//! CLI command definitions, routing, and tracing setup.

use std::path::PathBuf;
use std::sync::Arc;

use clap::{Parser, Subcommand};
use color_eyre::eyre::{Result, eyre};
use folio_core::{ArchiveIndex, IndexSnapshot, ProgressReporter, call_tool, definitions};
use folio_shared::{AppConfig, ArchiveSettings, DocumentStatus, init_config, load_config};
use indicatif::{ProgressBar, ProgressStyle};
use tracing::info;

use crate::server::Server;

// ---------------------------------------------------------------------------
// CLI structure
// ---------------------------------------------------------------------------

/// Folio: browse and cross-reference an archive of exported articles.
#[derive(Parser)]
#[command(
    name = "folio",
    version,
    about = "Index an exported article archive and serve concept-overlap tools over stdio.",
    long_about = None,
)]
pub(crate) struct Cli {
    /// Log format: text (default) or json.
    #[arg(long, default_value = "text", global = true)]
    pub log_format: LogFormat,

    /// Verbosity level (-v, -vv, -vvv).
    #[arg(short, long, action = clap::ArgAction::Count, global = true)]
    pub verbose: u8,

    /// Archive root directory (overrides `[archive] root`).
    #[arg(long, env = "FOLIO_ARCHIVE", global = true)]
    pub archive: Option<PathBuf>,

    #[command(subcommand)]
    pub command: Command,
}

/// Log output format.
#[derive(Clone, Debug, clap::ValueEnum)]
pub(crate) enum LogFormat {
    Text,
    Json,
}

/// Top-level CLI subcommands.
#[derive(Subcommand)]
pub(crate) enum Command {
    /// Serve the tools over newline-delimited JSON-RPC on stdin/stdout.
    Serve,

    /// Run a single tool and print its text result.
    Call {
        /// Tool name, e.g. `find_related_chapters`.
        tool: String,

        /// Tool arguments as a JSON object.
        #[arg(long, default_value = "{}")]
        args: String,
    },

    /// Rebuild the index and print per-status counts.
    Index,

    /// List the available tools.
    Tools,

    /// Configuration management.
    Config {
        /// Config subcommand.
        #[command(subcommand)]
        action: ConfigAction,
    },
}

/// Config subcommands.
#[derive(Subcommand)]
pub(crate) enum ConfigAction {
    /// Initialize config file with defaults.
    Init,
    /// Show resolved configuration.
    Show,
}

// ---------------------------------------------------------------------------
// Tracing setup
// ---------------------------------------------------------------------------

/// Initialize tracing based on CLI flags.
///
/// Everything goes to stderr; stdout belongs to the host protocol.
pub(crate) fn init_tracing(cli: &Cli) {
    use tracing_subscriber::{EnvFilter, fmt};

    let filter = match cli.verbose {
        0 => "folio=info",
        1 => "folio=debug",
        _ => "folio=trace",
    };

    let env_filter = EnvFilter::try_from_default_env().unwrap_or_else(|_| EnvFilter::new(filter));

    match cli.log_format {
        LogFormat::Text => {
            fmt()
                .with_env_filter(env_filter)
                .with_writer(std::io::stderr)
                .with_target(false)
                .init();
        }
        LogFormat::Json => {
            fmt()
                .json()
                .with_env_filter(env_filter)
                .with_writer(std::io::stderr)
                .init();
        }
    }
}

// ---------------------------------------------------------------------------
// Command dispatch
// ---------------------------------------------------------------------------

/// Run the CLI command.
pub(crate) async fn run(cli: Cli) -> Result<()> {
    match cli.command {
        Command::Serve => cmd_serve(cli.archive).await,
        Command::Call { tool, args } => cmd_call(cli.archive, &tool, &args).await,
        Command::Index => cmd_index(cli.archive).await,
        Command::Tools => cmd_tools(),
        Command::Config { action } => match action {
            ConfigAction::Init => cmd_config_init(),
            ConfigAction::Show => cmd_config_show(),
        },
    }
}

/// Load config and build an (unbuilt) index over the resolved archive.
fn open_index(archive: Option<PathBuf>) -> Result<(AppConfig, ArchiveIndex)> {
    let config = load_config()?;
    let settings = ArchiveSettings::from_config(&config, archive.as_deref());
    info!(
        root = %settings.root.display(),
        finished = settings.finished.len(),
        "archive configured"
    );
    Ok((config, ArchiveIndex::new(settings)))
}

async fn cmd_serve(archive: Option<PathBuf>) -> Result<()> {
    let (config, index) = open_index(archive)?;
    let server = Server::new(Arc::new(index), config.server.name);
    server.run_stdio().await
}

async fn cmd_call(archive: Option<PathBuf>, tool: &str, args: &str) -> Result<()> {
    let arguments: serde_json::Value =
        serde_json::from_str(args).map_err(|e| eyre!("--args is not valid JSON: {e}"))?;
    let (_, index) = open_index(archive)?;

    let tool = tool.to_string();
    let text = tokio::task::spawn_blocking(move || call_tool(&index, &tool, &arguments)).await?;
    println!("{text}");
    Ok(())
}

async fn cmd_index(archive: Option<PathBuf>) -> Result<()> {
    let (_, index) = open_index(archive)?;
    let reporter = CliProgress::new()?;

    let snapshot = tokio::task::spawn_blocking(move || index.rebuild(&reporter)).await?;

    println!();
    println!("  Archive indexed!");
    println!("  Documents: {}", snapshot.len());
    println!("  Finished:  {}", snapshot.count_status(DocumentStatus::Finished));
    println!("  Drafts:    {}", snapshot.count_status(DocumentStatus::Draft));
    println!("  Comments:  {}", snapshot.count_status(DocumentStatus::Comment));
    println!("  Errors:    {}", snapshot.count_status(DocumentStatus::Error));
    if let Some(built_at) = snapshot.built_at() {
        println!("  Built:     {}", built_at.to_rfc3339());
    }
    println!();

    Ok(())
}

fn cmd_tools() -> Result<()> {
    for tool in definitions() {
        println!("{:<30} {}", tool.name, tool.description);
    }
    Ok(())
}

fn cmd_config_init() -> Result<()> {
    let path = init_config()?;
    println!("Config initialized at: {}", path.display());
    Ok(())
}

fn cmd_config_show() -> Result<()> {
    let config: AppConfig = load_config()?;
    let toml_str = toml::to_string_pretty(&config)?;
    println!("{toml_str}");
    Ok(())
}

// ---------------------------------------------------------------------------
// CLI progress reporter
// ---------------------------------------------------------------------------

/// Index progress on an indicatif spinner (drawn to stderr).
struct CliProgress {
    spinner: ProgressBar,
}

impl CliProgress {
    fn new() -> Result<Self> {
        let spinner = ProgressBar::new_spinner();
        spinner.set_style(
            ProgressStyle::with_template("{spinner:.cyan} {msg}")?
                .tick_strings(&["⠋", "⠙", "⠹", "⠸", "⠼", "⠴", "⠦", "⠧", "⠇", "⠏"]),
        );
        spinner.enable_steady_tick(std::time::Duration::from_millis(80));
        Ok(Self { spinner })
    }
}

impl ProgressReporter for CliProgress {
    fn phase(&self, name: &str) {
        self.spinner.set_message(name.to_string());
    }

    fn document_indexed(&self, id: &str, current: usize, total: usize) {
        self.spinner
            .set_message(format!("Indexing [{current}/{total}] {id}"));
    }

    fn done(&self, _snapshot: &IndexSnapshot) {
        self.spinner.finish_and_clear();
    }
}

※

■ Exercise requirements ■
Without changing a word, print all of the entries above.

■ Solution below ■
//! CLI command definitions, routing, and tracing setup.

use std::path::PathBuf;
use std::sync::Arc;

use clap::{Parser, Subcommand};
use color_eyre::eyre::{Result, eyre};
use folio_core::{ArchiveIndex, IndexSnapshot, ProgressReporter, call_tool, definitions};
use folio_shared::{AppConfig, ArchiveSettings, DocumentStatus, init_config, load_config};
use indicatif::{ProgressBar, ProgressStyle};
use tracing::info;

use crate::server::Server;

// ---------------------------------------------------------------------------
// CLI structure
// ---------------------------------------------------------------------------

/// Folio: browse and cross-reference an archive of exported articles.
#[derive(Parser)]
#[command(
    name = "folio",
    version,
    about = "Index an exported article archive and serve concept-overlap tools over stdio.",
    long_about = None,
)]
pub(crate) struct Cli {
    /// Log format: text (default) or json.
    #[arg(long, default_value = "text", global = true)]
    pub log_format: LogFormat,

    /// Verbosity level (-v, -vv, -vvv).
    #[arg(short, long, action = clap::ArgAction::Count, global = true)]
    pub verbose: u8,

    /// Archive root directory (overrides `[archive] root`).
    #[arg(long, env = "FOLIO_ARCHIVE", global = true)]
    pub archive: Option<PathBuf>,

    #[command(subcommand)]
    pub command: Command,
}

/// Log output format.
#[derive(Clone, Debug, clap::ValueEnum)]
pub(crate) enum LogFormat {
    Text,
    Json,
}

/// Top-level CLI subcommands.
#[derive(Subcommand)]
pub(crate) enum Command {
    /// Serve the tools over newline-delimited JSON-RPC on stdin/stdout.
    Serve,

    /// Run a single tool and print its text result.
    Call {
        /// Tool name, e.g. `find_related_chapters`.
        tool: String,

        /// Tool arguments as a JSON object.
        #[arg(long, default_value = "{}")]
        args: String,
    },

    /// Rebuild the index and print per-status counts.
    Index,

    /// List the available tools.
    Tools,

    /// Configuration management.
    Config {
        /// Config subcommand.
        #[command(subcommand)]
        action: ConfigAction,
    },
}

/// Config subcommands.
#[derive(Subcommand)]
pub(crate) enum ConfigAction {
    /// Initialize config file with defaults.
    Init,
    /// Show resolved configuration.
    Show,
}

// ---------------------------------------------------------------------------
// Tracing setup
// ---------------------------------------------------------------------------

/// Initialize tracing based on CLI flags.
///
/// Everything goes to stderr; stdout belongs to the host protocol.
pub(crate) fn init_tracing(cli: &Cli) {
    use tracing_subscriber::{EnvFilter, fmt};

    let filter = match cli.verbose {
        0 => "folio=info",
        1 => "folio=debug",
        _ => "folio=trace",
    };

    let env_filter = EnvFilter::try_from_default_env().unwrap_or_else(|_| EnvFilter::new(filter));

    match cli.log_format {
        LogFormat::Text => {
            fmt()
                .with_env_filter(env_filter)
                .with_writer(std::io::stderr)
                .with_target(false)
                .init();
        }
        LogFormat::Json => {
            fmt()
                .json()
                .with_env_filter(env_filter)
                .with_writer(std::io::stderr)
                .init();
        }
    }
}

// ---------------------------------------------------------------------------
// Command dispatch
// ---------------------------------------------------------------------------

/// Run the CLI command.
pub(crate) async fn run(cli: Cli) -> Result<()> {
    match cli.command {
        Command::Serve => cmd_serve(cli.archive).await,
        Command::Call { tool, args } => cmd_call(cli.archive, &tool, &args).await,
        Command::Index => cmd_index(cli.archive).await,
        Command::Tools => cmd_tools(),
        Command::Config { action } => match action {
            ConfigAction::Init => cmd_config_init(),
            ConfigAction::Show => cmd_config_show(),
        },
    }
}

/// Load config and build an (unbuilt) index over the resolved archive.
fn open_index(archive: Option<PathBuf>) -> Result<(AppConfig, ArchiveIndex)> {
    let config = load_config()?;
    let settings = ArchiveSettings::from_config(&config, archive.as_deref());
    info!(
        root = %settings.root.display(),
        finished = settings.finished.len(),
        "archive configured"
    );
    Ok((config, ArchiveIndex::new(settings)))
}

async fn cmd_serve(archive: Option<PathBuf>) -> Result<()> {
    let (config, index) = open_index(archive)?;
    let server = Server::new(Arc::new(index), config.server.name);
    server.run_stdio().await
}

async fn cmd_call(archive: Option<PathBuf>, tool: &str, args: &str) -> Result<()> {
    let arguments: serde_json::Value =
        serde_json::from_str(args).map_err(|e| eyre!("--args is not valid JSON: {e}"))?;
    let (_, index) = open_index(archive)?;

    let tool = tool.to_string();
    let text = tokio::task::spawn_blocking(move || call_tool(&index, &tool, &arguments)).await?;
    println!("{text}");
    Ok(())
}

async fn cmd_index(archive: Option<PathBuf>) -> Result<()> {
    let (_, index) = open_index(archive)?;
    let reporter = CliProgress::new()?;

    let snapshot = tokio::task::spawn_blocking(move || index.rebuild(&reporter)).await?;

    println!();
    println!("  Archive indexed!");
    println!("  Documents: {}", snapshot.len());
    println!("  Finished:  {}", snapshot.count_status(DocumentStatus::Finished));
    println!("  Drafts:    {}", snapshot.count_status(DocumentStatus::Draft));
    println!("  Comments:  {}", snapshot.count_status(DocumentStatus::Comment));
    println!("  Errors:    {}", snapshot.count_status(DocumentStatus::Error));
    if let Some(built_at) = snapshot.built_at() {
        println!("  Built:     {}", built_at.to_rfc3339());
    }
    println!();

    Ok(())
}

fn cmd_tools() -> Result<()> {
    for tool in definitions() {
        println!("{:<30} {}", tool.name, tool.description);
    }
    Ok(())
}

fn cmd_config_init() -> Result<()> {
    let path = init_config()?;
    println!("Config initialized at: {}", path.display());
    Ok(())
}

fn cmd_config_show() -> Result<()> {
    let config: AppConfig = load_config()?;
    let toml_str = toml::to_string_pretty(&config)?;
    println!("{toml_str}");
    Ok(())
}

// ---------------------------------------------------------------------------
// CLI progress reporter
// ---------------------------------------------------------------------------

/// Index progress on an indicatif spinner (drawn to stderr).
struct CliProgress {
    spinner: ProgressBar,
}

impl CliProgress {
    fn new() -> Result<Self> {
        let spinner = ProgressBar::new_spinner();
        spinner.set_style(
            ProgressStyle::with_template("{spinner:.cyan} {msg}")?
                .tick_strings(&["⠋", "⠙", "⠹", "⠸", "⠼", "⠴", "⠦", "⠧", "⠇", "⠏"]),
        );
        spinner.enable_steady_tick(std::time::Duration::from_millis(80));
        Ok(Self { spinner })
    }
}

impl ProgressReporter for CliProgress {
    fn phase(&self, name: &str) {
        self.spinner.set_message(name.to_string());
    }

    fn document_indexed(&self, id: &str, current: usize, total: usize) {
        self.spinner
            .set_message(format!("Indexing [{current}/{total}] {id}"));
    }

    fn done(&self, _snapshot: &IndexSnapshot) {
        self.spinner.finish_and_clear();
    }
}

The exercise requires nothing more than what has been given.